Fusion Between The Executive And Legislative Branches And Unitary Governments
Most countries also have far less of divide between the executive branch and legislative branch, which are fused in parliamentary systems (such as the U.K., Germany and Italy).
Also, many countries either have unitary governments (e.g., the U.K. until recently, as well as France, Poland, Italy, and New Zealand), or at least, have a unified court system even if there are both state-like and national governments in the legislative and executive branches (e.g. in Germany, the lower level courts that administer national law except for high level appeals are run by state governments. This removes potential for conflicts between state and national laws that must be resolved by courts putting political footballs in their hands.
The lack of separation of powers is significant not just because it prevents court fights between the executive branch and the legislature. It also means that the vast majority of the time the cabinet which is accountable to the parliament has more or less absolute power to enact any law that the ruling party or coalition supports.
This has the practical effect of drafting laws in a very different manner than one would in a U.S. style bicameral strong President system. In the U.S., laws are frequently drafted in a manner that is intentionally ambiguous intentionally punting hard issues to the courts, in order to secure their passage on a law by law basis.
This also changes the attractiveness of public law litigation as a political tool. In countries with parliamentary systems, if the current government doesn't like the law, or there is controversy regarding what the law means, the route of least resistance is frequently to simply change the law or to clarify it, because the ruling government almost always has the power to do so, which makes litigation over ambiguous legislation much less of a useful tool for opponents of the government.
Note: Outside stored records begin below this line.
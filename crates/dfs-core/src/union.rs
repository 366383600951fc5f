//! Discriminated unions over record types.
//!
//! A union field accepts any one of a fixed set of records and selects the
//! alternative by the payload's `type` value before decoding the rest of
//! it. [`tagged_union!`](crate::tagged_union) generates the enum, its
//! serde implementations, validation dispatch, and the schema
//! [`FieldType`](crate::FieldType) describing it.

use serde_json::Value;

/// Read the `type` discriminator of an undecoded union payload.
pub fn discriminator(value: &Value) -> Result<&str, String> {
    match value {
        Value::Object(map) => match map.get("type") {
            Some(Value::String(tag)) => Ok(tag),
            Some(other) => Err(format!(
                "discriminator \"type\" must be a string, found {other}"
            )),
            None => Err("missing discriminator field \"type\"".to_string()),
        },
        other => Err(format!(
            "expected an object with a \"type\" discriminator, found {}",
            json_kind(other)
        )),
    }
}

fn json_kind(value: &Value) -> &'static str {
    match value {
        Value::Null => "null",
        Value::Bool(_) => "a boolean",
        Value::Number(_) => "a number",
        Value::String(_) => "a string",
        Value::Array(_) => "an array",
        Value::Object(_) => "an object",
    }
}

/// Define an enum over record types that dispatches on the `type` field.
///
/// ```ignore
/// tagged_union! {
///     /// A window parameter.
///     pub enum WindowParameter {
///         SingleWindow(SingleWindow),
///         SimpleWindowRatio(SimpleWindowRatio),
///     }
/// }
/// ```
///
/// Every alternative must implement `SchemaType`, `Validate`, and the serde
/// traits. The crate using the macro must depend on `serde` and
/// `serde_json`.
#[macro_export]
macro_rules! tagged_union {
    (
        $(#[$meta:meta])*
        $vis:vis enum $name:ident {
            $( $(#[$vmeta:meta])* $variant:ident($ty:ty) ),+ $(,)?
        }
    ) => {
        $(#[$meta])*
        #[derive(Debug, Clone, PartialEq)]
        $vis enum $name {
            $( $(#[$vmeta])* $variant($ty), )+
        }

        impl $name {
            /// Discriminator values accepted by this union, in declaration order.
            pub const VARIANTS: &'static [&'static str] =
                &[ $( <$ty as $crate::SchemaType>::TYPE_NAME ),+ ];

            /// The `type` discriminator of the wrapped record.
            pub fn type_name(&self) -> &'static str {
                match self {
                    $( Self::$variant(_) => <$ty as $crate::SchemaType>::TYPE_NAME, )+
                }
            }

            /// Schema field type listing every alternative.
            pub fn field_type() -> $crate::FieldType {
                $crate::FieldType::Union(::std::vec![
                    $( $crate::FieldType::Ref(<$ty as $crate::SchemaType>::TYPE_NAME) ),+
                ])
            }
        }

        $(
            impl ::std::convert::From<$ty> for $name {
                fn from(value: $ty) -> Self {
                    Self::$variant(value)
                }
            }
        )+

        impl $crate::Validate for $name {
            fn validate_into(&self, ctx: &mut $crate::ValidationContext) {
                match self {
                    $( Self::$variant(inner) => $crate::Validate::validate_into(inner, ctx), )+
                }
            }
        }

        impl ::serde::Serialize for $name {
            fn serialize<S: ::serde::Serializer>(&self, serializer: S) -> ::std::result::Result<S::Ok, S::Error> {
                match self {
                    $( Self::$variant(inner) => ::serde::Serialize::serialize(inner, serializer), )+
                }
            }
        }

        impl<'de> ::serde::Deserialize<'de> for $name {
            fn deserialize<D: ::serde::Deserializer<'de>>(deserializer: D) -> ::std::result::Result<Self, D::Error> {
                use ::serde::de::Error as _;
                let value = <::serde_json::Value as ::serde::Deserialize>::deserialize(deserializer)?;
                let tag = $crate::union::discriminator(&value)
                    .map_err(D::Error::custom)?
                    .to_string();
                $(
                    if tag == <$ty as $crate::SchemaType>::TYPE_NAME {
                        return <$ty as ::serde::Deserialize>::deserialize(value)
                            .map(Self::$variant)
                            .map_err(D::Error::custom);
                    }
                )+
                Err(D::Error::custom(::std::format!(
                    "unknown {} type \"{}\", expected one of: {}",
                    stringify!($name),
                    tag,
                    Self::VARIANTS.join(", ")
                )))
            }
        }
    };
}

#[cfg(test)]
mod tests {
    use serde::{Deserialize, Serialize};
    use serde_json::json;

    use crate::{
        Constraints, FieldDescriptor, FieldType, SchemaType, TypeDescriptor, TypeTag, Validate,
        ValidationContext,
    };

    #[derive(Debug, Clone, PartialEq, Serialize, Deserialize)]
    #[serde(deny_unknown_fields)]
    struct Ratio {
        #[serde(rename = "type", default)]
        type_: TypeTag<Ratio>,
        ratio: f64,
    }

    impl SchemaType for Ratio {
        const TYPE_NAME: &'static str = "Ratio";
        fn describe() -> TypeDescriptor {
            TypeDescriptor::record(
                Self::TYPE_NAME,
                "tests::Ratio",
                "",
                vec![FieldDescriptor::required("ratio", FieldType::number(), "")],
            )
        }
    }

    impl Validate for Ratio {
        fn validate_into(&self, ctx: &mut ValidationContext) {
            ctx.number("ratio", self.ratio, &Constraints::new().gt(0.0).lt(1.0));
        }
    }

    #[derive(Debug, Clone, PartialEq, Serialize, Deserialize)]
    #[serde(deny_unknown_fields)]
    struct Area {
        #[serde(rename = "type", default)]
        type_: TypeTag<Area>,
        area: f64,
    }

    impl SchemaType for Area {
        const TYPE_NAME: &'static str = "Area";
        fn describe() -> TypeDescriptor {
            TypeDescriptor::record(Self::TYPE_NAME, "tests::Area", "", Vec::new())
        }
    }

    impl Validate for Area {
        fn validate_into(&self, _ctx: &mut ValidationContext) {}
    }

    crate::tagged_union! {
        enum Opening {
            Ratio(Ratio),
            Area(Area),
        }
    }

    #[test]
    fn dispatches_on_type() {
        let o: Opening = serde_json::from_value(json!({"type": "Area", "area": 2.5})).unwrap();
        assert_eq!(o.type_name(), "Area");
        assert!(matches!(o, Opening::Area(Area { area, .. }) if area == 2.5));
    }

    #[test]
    fn unknown_type_lists_alternatives() {
        let err = serde_json::from_value::<Opening>(json!({"type": "Door"})).unwrap_err();
        let msg = err.to_string();
        assert!(msg.contains("unknown Opening type \"Door\""), "{msg}");
        assert!(msg.contains("Ratio, Area"), "{msg}");
    }

    #[test]
    fn missing_discriminator_rejected() {
        let err = serde_json::from_value::<Opening>(json!({"area": 1.0})).unwrap_err();
        assert!(err.to_string().contains("missing discriminator"));
    }

    #[test]
    fn serializes_inner_record() {
        let o = Opening::from(Ratio {
            type_: TypeTag::new(),
            ratio: 0.4,
        });
        assert_eq!(serde_json::to_value(&o).unwrap(), json!({"type": "Ratio", "ratio": 0.4}));
    }

    #[test]
    fn validation_delegates() {
        let o = Opening::from(Ratio {
            type_: TypeTag::new(),
            ratio: 1.4,
        });
        assert_eq!(o.validate().unwrap_err().len(), 1);
    }

    #[test]
    fn field_type_lists_refs() {
        assert_eq!(
            Opening::field_type(),
            FieldType::Union(vec![FieldType::Ref("Ratio"), FieldType::Ref("Area")])
        );
    }

    #[test]
    fn non_object_payload_rejected() {
        assert!(serde_json::from_value::<Opening>(json!([1, 2])).is_err());
    }
}
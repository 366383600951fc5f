//! The `type` discriminator carried by every concrete record.
//!
//! [`TypeTag<R>`] is a zero-sized field that serializes as `R::TYPE_NAME`
//! and refuses any other value on input. Records declare it with
//! `#[serde(rename = "type", default)]`, which gives the required
//! behaviour: an absent `type` defaults to the record's own name, and a
//! present one must match it exactly.

use std::fmt;
use std::marker::PhantomData;

use serde::de::{self, Deserializer, Visitor};
use serde::{Deserialize, Serialize, Serializer};

use crate::descriptor::SchemaType;

/// Literal discriminator for record type `R`.
pub struct TypeTag<R>(PhantomData<fn() -> R>);

impl<R> TypeTag<R> {
    /// The tag value.
    pub const fn new() -> Self {
        Self(PhantomData)
    }
}

impl<R: SchemaType> TypeTag<R> {
    /// The discriminator string this tag serializes as.
    pub fn name(&self) -> &'static str {
        R::TYPE_NAME
    }
}

impl<R> Default for TypeTag<R> {
    fn default() -> Self {
        Self::new()
    }
}

impl<R> Clone for TypeTag<R> {
    fn clone(&self) -> Self {
        *self
    }
}

impl<R> Copy for TypeTag<R> {}

impl<R> PartialEq for TypeTag<R> {
    fn eq(&self, _: &Self) -> bool {
        true
    }
}

impl<R> Eq for TypeTag<R> {}

impl<R: SchemaType> fmt::Debug for TypeTag<R> {
    fn fmt(&self, f: &mut fmt::Formatter<'_>) -> fmt::Result {
        write!(f, "TypeTag({})", R::TYPE_NAME)
    }
}

impl<R: SchemaType> Serialize for TypeTag<R> {
    fn serialize<S: Serializer>(&self, serializer: S) -> Result<S::Ok, S::Error> {
        serializer.serialize_str(R::TYPE_NAME)
    }
}

impl<'de, R: SchemaType> Deserialize<'de> for TypeTag<R> {
    fn deserialize<D: Deserializer<'de>>(deserializer: D) -> Result<Self, D::Error> {
        struct TagVisitor<R>(PhantomData<fn() -> R>);

        impl<'de, R: SchemaType> Visitor<'de> for TagVisitor<R> {
            type Value = TypeTag<R>;

            fn expecting(&self, f: &mut fmt::Formatter<'_>) -> fmt::Result {
                write!(f, "the string \"{}\"", R::TYPE_NAME)
            }

            fn visit_str<E: de::Error>(self, value: &str) -> Result<Self::Value, E> {
                if value == R::TYPE_NAME {
                    Ok(TypeTag::new())
                } else {
                    Err(E::invalid_value(de::Unexpected::Str(value), &self))
                }
            }
        }

        deserializer.deserialize_str(TagVisitor(PhantomData))
    }
}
In contrast, in U.S. style systems, the status quo (which is determined by the courts) is much more powerful because passing new legislation is much more difficult for reasons including bicameral legislatures (which may be controlled by different political parties as Congress is right now), supermajority requirements to pass legislation (especially in the U.S. Senate where the filibuster created a de facto 60% majority requirement to take most actions until the last few years), and the Presidential or Gubernatorial veto power (sometimes exercised even when the legislature is controlled by the same party as the executive because the executive is not accountable to the legislature).